Vaccination for 1 million in US

From Roland Watson in Washington and Charles Bremner in Paris
UK Times


A MILLION Americans will be given smallpox vaccinations under the first wave of a mass inoculation order being prepared by President Bush.

The initial stage of the decision would see 500,000 military personnel and 510,000 civilian medical workers receive the jab.

A second step would involve up to ten million frontline workers such as police, the emergency services, and other healthcare staff who would be the first to respond to a bioterrorism attack.

The smallpox vaccine would then be made available to any member of the public who wanted one, although it would be accompanied with warnings of the health risks involved and would not be recommended by the authorities.

Mr Bush is expected to publish the details in the next few days after months of agonising. One to three people in the initial wave of one million recipients are likely to die from side-effects of the vaccine, according to estimates by health experts, and dozens of others will contract life-threatening illnesses.

However, Mr Bush has been persuaded that the risks from a bioterrorism attack on US soil are too dangerous to ignore. If there were an outbreak of the highly contagious disease, some 30 per cent of those affected would die and many survivors would be left blind or disfigured, health experts say.

Dick Cheney, the Vice-President, has been the driving force behind preventive vaccinations. Since the immediate aftermath of the September 11 attacks, Mr Cheney has frequently voiced fears that the US was underprepared for a bioterrorism attack.

The wrangle within the White House over the decision to reintroduce vaccinations has been complicated by changing patterns of healthcare which have increased the danger of harmful side-effects for millions of Americans.

Those being treated for cancer or Aids, or who have had courses of drugs which have impaired their immune systems, would be ruled out, even though they would be most at risk of contracting the disease.

France is preparing to administer smallpox vaccinations to an undisclosed number of emergency medical teams, including military and civilian doctors, nurses, drivers, helicopter pilots and administrators.

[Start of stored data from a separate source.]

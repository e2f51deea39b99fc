//! In-process ranks on OS threads.
//!
//! Every collective is one rendezvous round: each rank deposits its
//! contribution, the last to arrive publishes the round's contributions
//! and bumps the generation, and everyone wakes up with the same view.

use std::sync::{Arc, Condvar, Mutex, MutexGuard};
use std::thread;

use reproject::{CoordinationError, CoordinationResult, Coordinator};
use tracing::{error, warn};

#[derive(Debug, Default)]
struct State {
    generation: u64,
    arrived: usize,
    slots: Vec<Option<Vec<u8>>>,
    /// Contributions of the last completed round.
    published: Arc<Vec<Option<Vec<u8>>>>,
    aborted: Option<String>,
}

#[derive(Debug)]
struct Shared {
    size: usize,
    state: Mutex<State>,
    wake: Condvar,
}

/// A group of ranks sharing one rendezvous.
#[derive(Debug, Clone)]
pub struct ThreadGroup {
    shared: Arc<Shared>,
}

impl ThreadGroup {
    pub fn new(size: usize) -> Self {
        let state = State {
            slots: vec![None; size],
            ..Default::default()
        };
        Self {
            shared: Arc::new(Shared {
                size,
                state: Mutex::new(state),
                wake: Condvar::new(),
            }),
        }
    }

    pub fn size(&self) -> usize {
        self.shared.size
    }

    /// One coordinator per rank, in rank order.
    pub fn coordinators(&self) -> Vec<ThreadCoordinator> {
        (0..self.shared.size)
            .map(|rank| ThreadCoordinator {
                rank,
                shared: Arc::clone(&self.shared),
            })
            .collect()
    }

    /// Run `work` on `size` threads, one per rank, and collect the results
    /// in rank order. A rank that panics aborts the group first.
    pub fn run<T, F>(size: usize, work: F) -> Vec<thread::Result<T>>
    where
        T: Send,
        F: Fn(&ThreadCoordinator) -> T + Sync,
    {
        let group = Self::new(size);
        let work = &work;
        thread::scope(|scope| {
            let handles: Vec<_> = group
                .coordinators()
                .into_iter()
                .map(|coordinator| {
                    thread::Builder::new()
                        .name(format!("rank-{}", coordinator.rank))
                        .spawn_scoped(scope, move || {
                            let _guard = AbortOnPanic(&coordinator);
                            work(&coordinator)
                        })
                        .inspect_err(|err| group.abort_all(&format!("could not spawn rank: {err}")))
                })
                .collect();
            handles
                .into_iter()
                .map(|handle| match handle {
                    Ok(handle) => handle.join(),
                    Err(err) => Err(Box::new(err) as Box<dyn std::any::Any + Send>),
                })
                .collect()
        })
    }

    fn abort_all(&self, reason: &str) {
        abort(&self.shared, reason);
    }
}

/// One rank's handle on a [`ThreadGroup`].
#[derive(Debug)]
pub struct ThreadCoordinator {
    rank: usize,
    shared: Arc<Shared>,
}

impl ThreadCoordinator {
    fn lock(&self) -> CoordinationResult<MutexGuard<'_, State>> {
        self.shared
            .state
            .lock()
            .map_err(|_| CoordinationError::Aborted("coordinator lock poisoned".to_string()))
    }

    fn check_root(&self, root: usize) -> CoordinationResult<()> {
        if root >= self.shared.size {
            return Err(CoordinationError::InvalidRank {
                rank: root,
                size: self.shared.size,
            });
        }
        Ok(())
    }

    /// Deposit `contribution` and wait until every rank has deposited.
    fn exchange(&self, contribution: Option<Vec<u8>>) -> CoordinationResult<Arc<Vec<Option<Vec<u8>>>>> {
        let mut state = self.lock()?;
        if let Some(reason) = &state.aborted {
            return Err(CoordinationError::Aborted(reason.clone()));
        }

        state.slots[self.rank] = contribution;
        state.arrived += 1;
        let generation = state.generation;

        if state.arrived == self.shared.size {
            let slots = std::mem::replace(&mut state.slots, vec![None; self.shared.size]);
            state.published = Arc::new(slots);
            state.arrived = 0;
            state.generation += 1;
            self.shared.wake.notify_all();
            return Ok(Arc::clone(&state.published));
        }

        while state.generation == generation && state.aborted.is_none() {
            state = self
                .shared
                .wake
                .wait(state)
                .map_err(|_| CoordinationError::Aborted("coordinator lock poisoned".to_string()))?;
        }
        if state.generation == generation {
            let reason = state.aborted.clone().unwrap_or_default();
            return Err(CoordinationError::Aborted(reason));
        }
        Ok(Arc::clone(&state.published))
    }
}

impl Coordinator for ThreadCoordinator {
    fn rank(&self) -> usize {
        self.rank
    }

    fn size(&self) -> usize {
        self.shared.size
    }

    fn barrier(&self) -> CoordinationResult<()> {
        self.exchange(None).map(|_| ())
    }

    fn broadcast(&self, root: usize, payload: Option<Vec<u8>>) -> CoordinationResult<Vec<u8>> {
        self.check_root(root)?;
        let contribution = if self.rank == root { payload } else { None };
        let round = self.exchange(contribution)?;
        round[root]
            .clone()
            .ok_or_else(|| CoordinationError::Payload(format!("rank {root} broadcast nothing")))
    }

    fn gather(&self, root: usize, payload: Vec<u8>) -> CoordinationResult<Option<Vec<Vec<u8>>>> {
        self.check_root(root)?;
        let round = self.exchange(Some(payload))?;
        if self.rank != root {
            return Ok(None);
        }
        round
            .iter()
            .enumerate()
            .map(|(rank, slot)| {
                slot.clone()
                    .ok_or_else(|| CoordinationError::Payload(format!("rank {rank} sent nothing")))
            })
            .collect::<CoordinationResult<Vec<_>>>()
            .map(Some)
    }

    fn abort(&self, reason: &str) {
        warn!(rank = self.rank, reason, "Aborting process group");
        abort(&self.shared, reason);
    }
}

fn abort(shared: &Shared, reason: &str) {
    let mut state = match shared.state.lock() {
        Ok(state) => state,
        Err(poisoned) => poisoned.into_inner(),
    };
    state.aborted.get_or_insert_with(|| reason.to_string());
    shared.wake.notify_all();
}

struct AbortOnPanic<'a>(&'a ThreadCoordinator);

impl Drop for AbortOnPanic<'_> {
    fn drop(&mut self) {
        if thread::panicking() {
            error!(rank = self.0.rank, "Rank panicked");
            abort(&self.0.shared, &format!("rank {} panicked", self.0.rank));
        }
    }
}

#[cfg(test)]
mod tests {
    use super::*;
    use reproject::{broadcast_value, gather_values};

    #[test]
    fn test_broadcast_and_gather() {
        let results = ThreadGroup::run(4, |c| {
            let value = (c.rank() == 2).then_some(99u32);
            let received: u32 = broadcast_value(c, 2, value.as_ref()).unwrap();
            c.barrier().unwrap();
            let gathered = gather_values(c, 0, &(c.rank() * 10)).unwrap();
            (received, gathered)
        });

        for (rank, result) in results.into_iter().enumerate() {
            let (received, gathered) = result.unwrap();
            assert_eq!(received, 99);
            if rank == 0 {
                assert_eq!(gathered, Some(vec![0, 10, 20, 30]));
            } else {
                assert_eq!(gathered, None);
            }
        }
    }

    #[test]
    fn test_many_rounds_stay_in_step() {
        let results = ThreadGroup::run(3, |c| {
            (0..200u32)
                .map(|round| {
                    let sum: u32 = gather_values(c, 1, &round)
                        .unwrap()
                        .map(|all| all.iter().sum())
                        .unwrap_or(0);
                    broadcast_value(c, 1, Some(&sum)).unwrap()
                })
                .collect::<Vec<u32>>()
        });
        let expected: Vec<u32> = (0..200).map(|round| round * 3).collect();
        for result in results {
            assert_eq!(result.unwrap(), expected);
        }
    }

    #[test]
    fn test_abort_releases_waiters() {
        let results = ThreadGroup::run(3, |c| {
            if c.rank() == 1 {
                c.abort("input unreadable");
                return Err(CoordinationError::Aborted("self".to_string()));
            }
            c.barrier()
        });
        for (rank, result) in results.into_iter().enumerate() {
            if rank != 1 {
                assert_eq!(
                    result.unwrap(),
                    Err(CoordinationError::Aborted("input unreadable".to_string()))
                );
            }
        }
    }

    #[test]
    fn test_panicking_rank_aborts_group() {
        let results = ThreadGroup::run(2, |c| {
            if c.rank() == 0 {
                panic!("boom");
            }
            c.barrier()
        });
        assert!(results[0].is_err());
        assert!(matches!(
            results[1].as_ref().unwrap(),
            Err(CoordinationError::Aborted(_))
        ));
    }

    #[test]
    fn test_invalid_root() {
        let group = ThreadGroup::new(2);
        let coordinators = group.coordinators();
        assert!(matches!(
            coordinators[0].broadcast(5, None),
            Err(CoordinationError::InvalidRank { rank: 5, size: 2 })
        ));
    }
}
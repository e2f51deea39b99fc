//! Common test fixtures for reprojection tests.
//!
//! Spatial references are given as PROJ strings so any crate can parse
//! them without depending on a particular projection API.

/// Spatial reference strings used across the test suite.
pub mod srs {
    /// Longitude/latitude in degrees on WGS84.
    pub const GEOGRAPHIC: &str = "+proj=longlat +datum=WGS84";

    /// World sinusoidal on a sphere, in meters.
    pub const SINUSOIDAL: &str = "+proj=sinu +lon_0=0 +R=6370997 +units=m";

    /// World Mollweide on a sphere, in meters.
    pub const MOLLWEIDE: &str = "+proj=moll +lon_0=0 +R=6370997 +units=m";

    /// Spherical Mercator, in meters.
    pub const MERCATOR: &str = "+proj=merc +lon_0=0 +R=6370997 +units=m";

    /// Lambert azimuthal equal area centered on North America.
    pub const LAEA_NORTH_AMERICA: &str = "+proj=laea +lat_0=45 +lon_0=-100 +R=6370997 +units=m";

    /// Orthographic centered on the prime meridian; half the globe has no
    /// projected coordinates.
    pub const ORTHOGRAPHIC: &str = "+proj=ortho +lat_0=0 +lon_0=0 +R=6370997 +units=m";

    /// Garbage that no parser should accept.
    pub const INVALID: &str = "+proj=no_such_projection";
}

The Government has also given orders for the preparation of a vaccination programme that would immunise the whole population within two weeks. The Health Ministry said that details of the vaccination plan, drawn up as a precaution against bioterrorism, would remain secret.

The Canadian Government is planning to vaccinate about 500 frontline medical workers, doctors, nurses, and laboratory technicians before the end of the year.

The Government is also negotiating with the pharmaceutical firm Aventis to buy ten million doses of smallpox vaccine, at a cost of about £16 million, which health authorities believe would be enough to immunise the entire country.